The way to avoid the ills of the narrative fallacy is to favor experimentation over storytelling, experience over history, and clinical knowledge over theories. Taleb, Nassim. The Black Swan (p. 84). Penguin Books Ltd. Kindle Edition.
There you go! You need to test everything. You also need to take the knowledge you show in your newsletter into practice.
So empiricism is the help
its crucial at my work. Dont get fooled that you knoe the answer. You must test it ffs!
It's to oof
How to handle complex (seemingly random) information if we shouldn't compress it?

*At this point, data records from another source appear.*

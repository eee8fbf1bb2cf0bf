//! Shared request/response plumbing for OpenAI-compatible endpoints. The
//! provider variants differ only in how their error bodies are shaped.

use std::time::Duration;

use reqwest::{Client, StatusCode};

use crate::error::BackendError;
use crate::wire::{outcome_from_response, CompletionOutcome, CompletionRequest, CompletionResponse};

/// Reads a provider-specific error body into a short detail string.
pub(crate) type ErrorBodyReader = fn(&str) -> Option<String>;

const MAX_DETAIL_LEN: usize = 200;

pub(crate) async fn post_chat_completion(
    client: &Client,
    base_url: &str,
    credential: &str,
    body: &CompletionRequest<'_>,
    timeout: Duration,
    read_error: ErrorBodyReader,
) -> Result<CompletionOutcome, BackendError> {
    let url = format!("{}/chat/completions", base_url.trim_end_matches('/'));

    let response = client
        .post(&url)
        .timeout(timeout)
        .header("Authorization", format!("Bearer {credential}"))
        .json(body)
        .send()
        .await
        .map_err(|err| classify_transport(err, timeout))?;

    let status = response.status();
    if !status.is_success() {
        let text = response.text().await.unwrap_or_default();
        return Err(classify_status(status, &text, read_error));
    }

    let text = response
        .text()
        .await
        .map_err(|err| classify_transport(err, timeout))?;
    let decoded: CompletionResponse = serde_json::from_str(&text)
        .map_err(|err| BackendError::MalformedResponse(err.to_string()))?;
    outcome_from_response(decoded)
}

fn classify_transport(err: reqwest::Error, timeout: Duration) -> BackendError {
    if err.is_timeout() {
        BackendError::Timeout(timeout)
    } else {
        BackendError::Http(err)
    }
}

fn classify_status(status: StatusCode, body: &str, read_error: ErrorBodyReader) -> BackendError {
    let detail = read_error(body).unwrap_or_else(|| fallback_detail(status, body));
    match status {
        StatusCode::TOO_MANY_REQUESTS => BackendError::RateLimited(detail),
        StatusCode::UNAUTHORIZED | StatusCode::FORBIDDEN => BackendError::AuthRejected {
            status: status.as_u16(),
            detail,
        },
        _ => BackendError::Api {
            status: status.as_u16(),
            detail,
        },
    }
}

fn fallback_detail(status: StatusCode, body: &str) -> String {
    let trimmed = body.trim();
    if trimmed.is_empty() {
        return status.canonical_reason().unwrap_or("no detail").to_string();
    }
    if trimmed.chars().count() <= MAX_DETAIL_LEN {
        trimmed.to_string()
    } else {
        trimmed.chars().take(MAX_DETAIL_LEN).collect()
    }
}

#[cfg(test)]
mod tests {
    use super::*;

    fn no_reader(_body: &str) -> Option<String> {
        None
    }

    #[test]
    fn status_429_maps_to_rate_limited() {
        let err = classify_status(StatusCode::TOO_MANY_REQUESTS, "slow down", no_reader);
        assert!(matches!(err, BackendError::RateLimited(detail) if detail == "slow down"));
    }

    #[test]
    fn status_401_and_403_map_to_auth_rejected() {
        for code in [StatusCode::UNAUTHORIZED, StatusCode::FORBIDDEN] {
            let err = classify_status(code, "", no_reader);
            assert!(matches!(err, BackendError::AuthRejected { .. }));
        }
    }

    #[test]
    fn other_statuses_map_to_api_error() {
        let err = classify_status(StatusCode::INTERNAL_SERVER_ERROR, "boom", no_reader);
        assert!(matches!(err, BackendError::Api { status: 500, .. }));
    }

    #[test]
    fn fallback_detail_truncates_long_bodies() {
        let body = "x".repeat(1000);
        let detail = fallback_detail(StatusCode::BAD_GATEWAY, &body);
        assert_eq!(detail.chars().count(), MAX_DETAIL_LEN);
    }

    #[test]
    fn fallback_detail_uses_reason_for_empty_bodies() {
        let detail = fallback_detail(StatusCode::BAD_GATEWAY, "  ");
        assert_eq!(detail, "Bad Gateway");
    }
}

Splitting it up into smaller parts? You can then test them more quickly. Also, smaller parts have less Black Swans, because you're simplifying less. So you can get an understanding of a complex thing by splitting it into less complex parts which you can understand and then combine them to understand the whole. It also relates to knowing the basics. Understanding the building blocks of the subject will make you less liable to oversimplification because you'll already have true parts of it. This also speaks to first principles thinking as a tool to splitting and getting to the truth.
Experimentation?
Using computers?
Finding answers from others, preferably elders or old books, because they're the repositories of complicated inductive learning which passed the test of time.
Giving it time—"procrastinating" on reaching conclusions—saying "I don't know" until it plays itself out or until you reach greater understanding by following the previous steps or until the unconscious connects the dots (link to time of slack and better decision making)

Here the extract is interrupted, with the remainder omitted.